PROBLEM
Go through the listing below and output it word for word.
··········
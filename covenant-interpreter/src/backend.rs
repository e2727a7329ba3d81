//! Expression backends: the capability interface and the built-in
//! tree-walking backend

use crate::environment::Environment;
use crate::error::{EvalError, EvalResult};
use crate::eval::Evaluator;
use covenant_core::Value;
use covenant_parser::{Expr, Parser};
use lru::LruCache;
use parking_lot::Mutex;
use std::num::NonZeroUsize;
use std::sync::Arc;
use tracing::trace;

/// Minimal capability a concrete expression language must provide
pub trait ExpressionBackend: Send {
    /// Evaluate an expression against the current scope
    fn evaluate_value(&mut self, expression: &str) -> EvalResult<Value>;

    fn bind_symbol(&mut self, name: &str, value: Value);

    fn unbind_symbol(&mut self, name: &str);

    fn lookup_symbol(&self, name: &str) -> Option<Value>;

    /// Evaluate and require a boolean outcome
    fn evaluate_boolean(&mut self, expression: &str) -> EvalResult<bool> {
        match self.evaluate_value(expression)? {
            Value::Boolean(b) => Ok(b),
            other => Err(EvalError::NonBoolean {
                actual: other.type_name(),
            }),
        }
    }
}

/// Parsed-expression cache keyed by expression text.
///
/// Clones share the same underlying cache, so enforcers on different
/// threads can reuse each other's parses.
#[derive(Clone)]
pub struct ExpressionCache {
    inner: Arc<Mutex<LruCache<String, Arc<Expr>>>>,
}

impl ExpressionCache {
    pub const DEFAULT_CAPACITY: usize = 256;

    pub fn new(capacity: usize) -> Self {
        let capacity = NonZeroUsize::new(capacity).unwrap_or(NonZeroUsize::MIN);
        Self {
            inner: Arc::new(Mutex::new(LruCache::new(capacity))),
        }
    }

    /// Fetch a parsed expression, parsing and caching it on a miss.
    /// Parse failures are not cached.
    pub fn get_or_parse(&self, expression: &str) -> EvalResult<Arc<Expr>> {
        if let Some(expr) = self.inner.lock().get(expression) {
            trace!(expression, "expression cache hit");
            return Ok(Arc::clone(expr));
        }

        let expr = Arc::new(Parser::new(expression).parse()?);
        self.inner
            .lock()
            .put(expression.to_string(), Arc::clone(&expr));
        Ok(expr)
    }

    pub fn len(&self) -> usize {
        self.inner.lock().len()
    }

    pub fn is_empty(&self) -> bool {
        self.inner.lock().is_empty()
    }

    pub fn clear(&self) {
        self.inner.lock().clear();
    }
}

impl Default for ExpressionCache {
    fn default() -> Self {
        Self::new(Self::DEFAULT_CAPACITY)
    }
}

impl std::fmt::Debug for ExpressionCache {
    fn fmt(&self, f: &mut std::fmt::Formatter<'_>) -> std::fmt::Result {
        f.debug_struct("ExpressionCache")
            .field("len", &self.len())
            .finish()
    }
}

/// Built-in backend for the contract expression language
#[derive(Debug, Default)]
pub struct ScriptBackend {
    env: Environment,
    cache: ExpressionCache,
}

impl ScriptBackend {
    pub fn new() -> Self {
        Self::default()
    }

    /// Backend sharing an existing parse cache
    pub fn with_cache(cache: ExpressionCache) -> Self {
        Self {
            env: Environment::new(),
            cache,
        }
    }

    pub fn environment(&self) -> &Environment {
        &self.env
    }

    pub fn cache(&self) -> &ExpressionCache {
        &self.cache
    }
}

impl ExpressionBackend for ScriptBackend {
    fn evaluate_value(&mut self, expression: &str) -> EvalResult<Value> {
        let expr = self.cache.get_or_parse(expression)?;
        Evaluator::new(&self.env).eval(&expr)
    }

    fn bind_symbol(&mut self, name: &str, value: Value) {
        self.env.define(name, value);
    }

    fn unbind_symbol(&mut self, name: &str) {
        self.env.remove(name);
    }

    fn lookup_symbol(&self, name: &str) -> Option<Value> {
        self.env.lookup(name).cloned()
    }
}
··········
EXERCISE OUTPUT
filename covenant-interpreter/src/backend.rs
repository e2727a7329ba3d81
//! Expression backends: the capability interface and the built-in
//! tree-walking backend

use crate::environment::Environment;
use crate::error::{EvalError, EvalResult};
use crate::eval::Evaluator;
use covenant_core::Value;
use covenant_parser::{Expr, Parser};
use lru::LruCache;
use parking_lot::Mutex;
use std::num::NonZeroUsize;
use std::sync::Arc;
use tracing::trace;

/// Minimal capability a concrete expression language must provide
pub trait ExpressionBackend: Send {
    /// Evaluate an expression against the current scope
    fn evaluate_value(&mut self, expression: &str) -> EvalResult<Value>;

    fn bind_symbol(&mut self, name: &str, value: Value);

    fn unbind_symbol(&mut self, name: &str);

    fn lookup_symbol(&self, name: &str) -> Option<Value>;

    /// Evaluate and require a boolean outcome
    fn evaluate_boolean(&mut self, expression: &str) -> EvalResult<bool> {
        match self.evaluate_value(expression)? {
            Value::Boolean(b) => Ok(b),
            other => Err(EvalError::NonBoolean {
                actual: other.type_name(),
            }),
        }
    }
}

/// Parsed-expression cache keyed by expression text.
///
/// Clones share the same underlying cache, so enforcers on different
/// threads can reuse each other's parses.
#[derive(Clone)]
pub struct ExpressionCache {
    inner: Arc<Mutex<LruCache<String, Arc<Expr>>>>,
}

impl ExpressionCache {
    pub const DEFAULT_CAPACITY: usize = 256;

    pub fn new(capacity: usize) -> Self {
        let capacity = NonZeroUsize::new(capacity).unwrap_or(NonZeroUsize::MIN);
        Self {
            inner: Arc::new(Mutex::new(LruCache::new(capacity))),
        }
    }

    /// Fetch a parsed expression, parsing and caching it on a miss.
    /// Parse failures are not cached.
    pub fn get_or_parse(&self, expression: &str) -> EvalResult<Arc<Expr>> {
        if let Some(expr) = self.inner.lock().get(expression) {
            trace!(expression, "expression cache hit");
            return Ok(Arc::clone(expr));
        }

        let expr = Arc::new(Parser::new(expression).parse()?);
        self.inner
            .lock()
            .put(expression.to_string(), Arc::clone(&expr));
        Ok(expr)
    }

    pub fn len(&self) -> usize {
        self.inner.lock().len()
    }

    pub fn is_empty(&self) -> bool {
        self.inner.lock().is_empty()
    }

    pub fn clear(&self) {
        self.inner.lock().clear();
    }
}

impl Default for ExpressionCache {
    fn default() -> Self {
        Self::new(Self::DEFAULT_CAPACITY)
    }
}

impl std::fmt::Debug for ExpressionCache {
    fn fmt(&self, f: &mut std::fmt::Formatter<'_>) -> std::fmt::Result {
        f.debug_struct("ExpressionCache")
            .field("len", &self.len())
            .finish()
    }
}

/// Built-in backend for the contract expression language
#[derive(Debug, Default)]
pub struct ScriptBackend {
    env: Environment,
    cache: ExpressionCache,
}

impl ScriptBackend {
    pub fn new() -> Self {
        Self::default()
    }

    /// Backend sharing an existing parse cache
    pub fn with_cache(cache: ExpressionCache) -> Self {
        Self {
            env: Environment::new(),
            cache,
        }
    }

    pub fn environment(&self) -> &Environment {
        &self.env
    }

    pub fn cache(&self) -> &ExpressionCache {
        &self.cache
    }
}

impl ExpressionBackend for ScriptBackend {
    fn evaluate_value(&mut self, expression: &str) -> EvalResult<Value> {
        let expr = self.cache.get_or_parse(expression)?;
        Evaluator::new(&self.env).eval(&expr)
    }

    fn bind_symbol(&mut self, name: &str, value: Value) {
        self.env.define(name, value);
    }

    fn unbind_symbol(&mut self, name: &str) {
        self.env.remove(name);
    }

    fn lookup_symbol(&self, name: &str) -> Option<Value> {
        self.env.lookup(name).cloned()
    }
}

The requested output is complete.